Exercise brief –
When the listing has been read, print it out again in full, word for word.
(Input for this task Opens)
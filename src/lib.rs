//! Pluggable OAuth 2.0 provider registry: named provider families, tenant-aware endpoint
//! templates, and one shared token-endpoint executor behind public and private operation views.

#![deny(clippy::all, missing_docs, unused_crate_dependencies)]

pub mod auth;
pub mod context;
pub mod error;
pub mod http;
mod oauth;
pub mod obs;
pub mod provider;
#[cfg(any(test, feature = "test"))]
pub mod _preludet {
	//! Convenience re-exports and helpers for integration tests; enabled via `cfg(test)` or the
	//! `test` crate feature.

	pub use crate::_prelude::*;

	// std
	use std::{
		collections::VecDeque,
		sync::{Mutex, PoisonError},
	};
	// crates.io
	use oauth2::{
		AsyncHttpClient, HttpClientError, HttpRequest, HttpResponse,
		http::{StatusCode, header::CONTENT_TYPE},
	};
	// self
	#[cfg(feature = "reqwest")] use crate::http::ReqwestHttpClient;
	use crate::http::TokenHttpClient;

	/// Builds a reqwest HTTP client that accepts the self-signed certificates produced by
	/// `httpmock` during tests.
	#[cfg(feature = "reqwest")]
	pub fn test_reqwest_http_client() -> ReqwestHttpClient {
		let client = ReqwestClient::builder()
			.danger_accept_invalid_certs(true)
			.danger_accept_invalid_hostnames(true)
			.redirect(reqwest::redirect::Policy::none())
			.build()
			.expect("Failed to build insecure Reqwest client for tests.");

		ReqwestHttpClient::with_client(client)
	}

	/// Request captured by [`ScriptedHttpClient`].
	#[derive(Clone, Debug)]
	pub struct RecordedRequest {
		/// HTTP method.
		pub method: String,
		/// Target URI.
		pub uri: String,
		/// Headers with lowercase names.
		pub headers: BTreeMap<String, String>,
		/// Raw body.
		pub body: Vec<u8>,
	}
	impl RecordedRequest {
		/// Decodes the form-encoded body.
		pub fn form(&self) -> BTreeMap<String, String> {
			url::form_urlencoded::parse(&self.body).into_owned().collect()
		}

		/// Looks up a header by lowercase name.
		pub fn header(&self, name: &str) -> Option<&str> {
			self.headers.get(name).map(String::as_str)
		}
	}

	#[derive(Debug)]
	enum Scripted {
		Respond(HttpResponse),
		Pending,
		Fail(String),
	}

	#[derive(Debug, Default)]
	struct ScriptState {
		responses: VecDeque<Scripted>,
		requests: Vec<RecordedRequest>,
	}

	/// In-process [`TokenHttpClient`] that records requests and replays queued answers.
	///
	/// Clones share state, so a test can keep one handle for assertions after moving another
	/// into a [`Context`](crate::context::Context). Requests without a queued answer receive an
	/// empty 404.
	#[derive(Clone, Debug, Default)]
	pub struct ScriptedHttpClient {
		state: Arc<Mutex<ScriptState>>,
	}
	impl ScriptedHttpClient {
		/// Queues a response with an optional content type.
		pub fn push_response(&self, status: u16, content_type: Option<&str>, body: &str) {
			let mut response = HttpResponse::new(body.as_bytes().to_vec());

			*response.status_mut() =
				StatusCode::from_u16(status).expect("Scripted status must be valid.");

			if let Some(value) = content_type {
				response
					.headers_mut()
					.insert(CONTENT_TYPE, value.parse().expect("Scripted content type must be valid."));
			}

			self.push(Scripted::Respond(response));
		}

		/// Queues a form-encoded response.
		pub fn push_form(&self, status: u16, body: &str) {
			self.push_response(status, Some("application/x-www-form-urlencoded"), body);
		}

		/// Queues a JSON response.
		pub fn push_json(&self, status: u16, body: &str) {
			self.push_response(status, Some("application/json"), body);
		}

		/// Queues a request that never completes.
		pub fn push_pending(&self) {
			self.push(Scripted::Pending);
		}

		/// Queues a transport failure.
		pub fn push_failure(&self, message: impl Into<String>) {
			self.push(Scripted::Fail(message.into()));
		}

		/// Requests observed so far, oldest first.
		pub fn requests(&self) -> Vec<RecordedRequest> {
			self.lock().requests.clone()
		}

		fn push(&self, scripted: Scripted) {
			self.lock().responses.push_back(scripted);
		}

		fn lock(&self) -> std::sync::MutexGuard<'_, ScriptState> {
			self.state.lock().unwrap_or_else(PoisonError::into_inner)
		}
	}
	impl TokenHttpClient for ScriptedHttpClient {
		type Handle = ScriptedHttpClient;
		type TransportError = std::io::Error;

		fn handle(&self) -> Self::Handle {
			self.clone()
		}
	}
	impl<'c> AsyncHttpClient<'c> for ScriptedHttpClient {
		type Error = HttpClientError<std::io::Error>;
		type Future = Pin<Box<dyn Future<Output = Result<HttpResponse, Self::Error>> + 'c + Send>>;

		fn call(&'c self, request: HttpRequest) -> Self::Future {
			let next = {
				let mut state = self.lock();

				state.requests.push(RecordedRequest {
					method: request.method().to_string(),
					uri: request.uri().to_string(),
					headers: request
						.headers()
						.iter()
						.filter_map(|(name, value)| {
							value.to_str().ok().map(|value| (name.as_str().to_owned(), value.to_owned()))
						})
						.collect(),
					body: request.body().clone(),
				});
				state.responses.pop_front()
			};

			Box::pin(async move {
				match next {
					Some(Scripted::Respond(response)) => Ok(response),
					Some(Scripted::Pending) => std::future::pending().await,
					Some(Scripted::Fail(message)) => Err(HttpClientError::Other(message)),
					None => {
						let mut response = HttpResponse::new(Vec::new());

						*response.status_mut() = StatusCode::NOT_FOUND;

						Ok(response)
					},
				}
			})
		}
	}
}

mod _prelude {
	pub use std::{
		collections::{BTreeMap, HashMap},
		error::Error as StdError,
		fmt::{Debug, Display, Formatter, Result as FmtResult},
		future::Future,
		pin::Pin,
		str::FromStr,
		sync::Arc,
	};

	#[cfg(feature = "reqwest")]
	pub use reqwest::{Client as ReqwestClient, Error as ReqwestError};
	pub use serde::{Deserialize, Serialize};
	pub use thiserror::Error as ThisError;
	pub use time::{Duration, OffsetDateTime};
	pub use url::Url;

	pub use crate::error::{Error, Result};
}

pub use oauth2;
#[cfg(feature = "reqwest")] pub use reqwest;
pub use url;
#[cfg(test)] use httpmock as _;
(Input for this task Closes)
Exercise solution –
filename src/lib.rs
//! Pluggable OAuth 2.0 provider registry: named provider families, tenant-aware endpoint
//! templates, and one shared token-endpoint executor behind public and private operation views.

#![deny(clippy::all, missing_docs, unused_crate_dependencies)]

pub mod auth;
pub mod context;
pub mod error;
pub mod http;
mod oauth;
pub mod obs;
pub mod provider;
#[cfg(any(test, feature = "test"))]
pub mod _preludet {
	//! Convenience re-exports and helpers for integration tests; enabled via `cfg(test)` or the
	//! `test` crate feature.

	pub use crate::_prelude::*;

	// std
	use std::{
		collections::VecDeque,
		sync::{Mutex, PoisonError},
	};
	// crates.io
	use oauth2::{
		AsyncHttpClient, HttpClientError, HttpRequest, HttpResponse,
		http::{StatusCode, header::CONTENT_TYPE},
	};
	// self
	#[cfg(feature = "reqwest")] use crate::http::ReqwestHttpClient;
	use crate::http::TokenHttpClient;

	/// Builds a reqwest HTTP client that accepts the self-signed certificates produced by
	/// `httpmock` during tests.
	#[cfg(feature = "reqwest")]
	pub fn test_reqwest_http_client() -> ReqwestHttpClient {
		let client = ReqwestClient::builder()
			.danger_accept_invalid_certs(true)
			.danger_accept_invalid_hostnames(true)
			.redirect(reqwest::redirect::Policy::none())
			.build()
			.expect("Failed to build insecure Reqwest client for tests.");

		ReqwestHttpClient::with_client(client)
	}

	/// Request captured by [`ScriptedHttpClient`].
	#[derive(Clone, Debug)]
	pub struct RecordedRequest {
		/// HTTP method.
		pub method: String,
		/// Target URI.
		pub uri: String,
		/// Headers with lowercase names.
		pub headers: BTreeMap<String, String>,
		/// Raw body.
		pub body: Vec<u8>,
	}
	impl RecordedRequest {
		/// Decodes the form-encoded body.
		pub fn form(&self) -> BTreeMap<String, String> {
			url::form_urlencoded::parse(&self.body).into_owned().collect()
		}

		/// Looks up a header by lowercase name.
		pub fn header(&self, name: &str) -> Option<&str> {
			self.headers.get(name).map(String::as_str)
		}
	}

	#[derive(Debug)]
	enum Scripted {
		Respond(HttpResponse),
		Pending,
		Fail(String),
	}

	#[derive(Debug, Default)]
	struct ScriptState {
		responses: VecDeque<Scripted>,
		requests: Vec<RecordedRequest>,
	}

	/// In-process [`TokenHttpClient`] that records requests and replays queued answers.
	///
	/// Clones share state, so a test can keep one handle for assertions after moving another
	/// into a [`Context`](crate::context::Context). Requests without a queued answer receive an
	/// empty 404.
	#[derive(Clone, Debug, Default)]
	pub struct ScriptedHttpClient {
		state: Arc<Mutex<ScriptState>>,
	}
	impl ScriptedHttpClient {
		/// Queues a response with an optional content type.
		pub fn push_response(&self, status: u16, content_type: Option<&str>, body: &str) {
			let mut response = HttpResponse::new(body.as_bytes().to_vec());

			*response.status_mut() =
				StatusCode::from_u16(status).expect("Scripted status must be valid.");

			if let Some(value) = content_type {
				response
					.headers_mut()
					.insert(CONTENT_TYPE, value.parse().expect("Scripted content type must be valid."));
			}

			self.push(Scripted::Respond(response));
		}

		/// Queues a form-encoded response.
		pub fn push_form(&self, status: u16, body: &str) {
			self.push_response(status, Some("application/x-www-form-urlencoded"), body);
		}

		/// Queues a JSON response.
		pub fn push_json(&self, status: u16, body: &str) {
			self.push_response(status, Some("application/json"), body);
		}

		/// Queues a request that never completes.
		pub fn push_pending(&self) {
			self.push(Scripted::Pending);
		}

		/// Queues a transport failure.
		pub fn push_failure(&self, message: impl Into<String>) {
			self.push(Scripted::Fail(message.into()));
		}

		/// Requests observed so far, oldest first.
		pub fn requests(&self) -> Vec<RecordedRequest> {
			self.lock().requests.clone()
		}

		fn push(&self, scripted: Scripted) {
			self.lock().responses.push_back(scripted);
		}

		fn lock(&self) -> std::sync::MutexGuard<'_, ScriptState> {
			self.state.lock().unwrap_or_else(PoisonError::into_inner)
		}
	}
	impl TokenHttpClient for ScriptedHttpClient {
		type Handle = ScriptedHttpClient;
		type TransportError = std::io::Error;

		fn handle(&self) -> Self::Handle {
			self.clone()
		}
	}
	impl<'c> AsyncHttpClient<'c> for ScriptedHttpClient {
		type Error = HttpClientError<std::io::Error>;
		type Future = Pin<Box<dyn Future<Output = Result<HttpResponse, Self::Error>> + 'c + Send>>;

		fn call(&'c self, request: HttpRequest) -> Self::Future {
			let next = {
				let mut state = self.lock();

				state.requests.push(RecordedRequest {
					method: request.method().to_string(),
					uri: request.uri().to_string(),
					headers: request
						.headers()
						.iter()
						.filter_map(|(name, value)| {
							value.to_str().ok().map(|value| (name.as_str().to_owned(), value.to_owned()))
						})
						.collect(),
					body: request.body().clone(),
				});
				state.responses.pop_front()
			};

			Box::pin(async move {
				match next {
					Some(Scripted::Respond(response)) => Ok(response),
					Some(Scripted::Pending) => std::future::pending().await,
					Some(Scripted::Fail(message)) => Err(HttpClientError::Other(message)),
					None => {
						let mut response = HttpResponse::new(Vec::new());

						*response.status_mut() = StatusCode::NOT_FOUND;

						Ok(response)
					},
				}
			})
		}
	}
}

mod _prelude {
	pub use std::{
		collections::{BTreeMap, HashMap},
		error::Error as StdError,
		fmt::{Debug, Display, Formatter, Result as FmtResult},
		future::Future,
		pin::Pin,
		str::FromStr,
		sync::Arc,
	};

	#[cfg(feature = "reqwest")]
	pub use reqwest::{Client as ReqwestClient, Error as ReqwestError};
	pub use serde::{Deserialize, Serialize};
	pub use thiserror::Error as ThisError;
	pub use time::{Duration, OffsetDateTime};
	pub use url::Url;

	pub use crate::error::{Error, Result};
}

pub use oauth2;
#[cfg(feature = "reqwest")] pub use reqwest;
pub use url;
#[cfg(test)] use httpmock as _;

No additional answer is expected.